PROBLEM REQUIREMENTS ▸ This exercise asks for a copy of each line in the records below with the word "content" in it.

Items listed in a dataset:
_ _ _

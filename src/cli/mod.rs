//! CLI output formatting
//!
//! Provides human-readable terminal display for pipeline runs.

pub mod display;

pub use display::render_run_summary;
pub use display::RunDisplay;
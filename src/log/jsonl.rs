//! JSONL (JSON Lines) history of finished runs
//!
//! Provides append-only logging of run reports to `<dir>/runs.jsonl`.
//! Only the binary writes here, and only when asked to; the pipeline itself
//! persists nothing.

use anyhow::{Context, Result};
use std::fs::{self, OpenOptions};
use std::io::Write as IoWrite;
use std::path::{Path, PathBuf};

use crate::pipeline::RunReport;

/// JSONL logger for run reports
///
/// Each line is a JSON object holding one complete [`RunReport`].
pub struct RunLog {
    log_path: PathBuf,
}

impl RunLog {
    /// Create a new run log
    ///
    /// # Arguments
    /// * `log_dir` - Directory where runs.jsonl will be stored
    ///
    /// # Errors
    /// Returns an error if the log directory cannot be created
    pub fn new<P: AsRef<Path>>(log_dir: P) -> Result<Self> {
        let log_dir = log_dir.as_ref();

        fs::create_dir_all(log_dir)
            .with_context(|| format!("Failed to create log directory: {}", log_dir.display()))?;

        Ok(Self {
            log_path: log_dir.join("runs.jsonl"),
        })
    }

    /// Append a run report to the log
    pub fn append(&self, report: &RunReport) -> Result<()> {
        let mut file = OpenOptions::new()
            .create(true)
            .append(true)
            .open(&self.log_path)
            .with_context(|| format!("Failed to open log file: {}", self.log_path.display()))?;

        let json = serde_json::to_string(report).context("Failed to serialize run report to JSON")?;

        writeln!(file, "{json}").context("Failed to write to log file")?;

        Ok(())
    }

    /// Read all run reports from the log, oldest first
    pub fn read_all(&self) -> Result<Vec<RunReport>> {
        if !self.log_path.exists() {
            return Ok(Vec::new());
        }

        let content = fs::read_to_string(&self.log_path)
            .with_context(|| format!("Failed to read log file: {}", self.log_path.display()))?;

        let mut reports = Vec::new();

        for (line_num, line) in content.lines().enumerate() {
            if line.trim().is_empty() {
                continue;
            }

            let report: RunReport = serde_json::from_str(line)
                .with_context(|| format!("Failed to parse line {} as JSON", line_num + 1))?;

            reports.push(report);
        }

        Ok(reports)
    }

    /// Get the path to the log file
    #[must_use]
    pub fn log_path(&self) -> &Path {
        &self.log_path
    }
}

_ _ _

ANSWER FOR THIS EXERCISE ▸
        let content = fs::read_to_string(&self.log_path)
        for (line_num, line) in content.lines().enumerate() {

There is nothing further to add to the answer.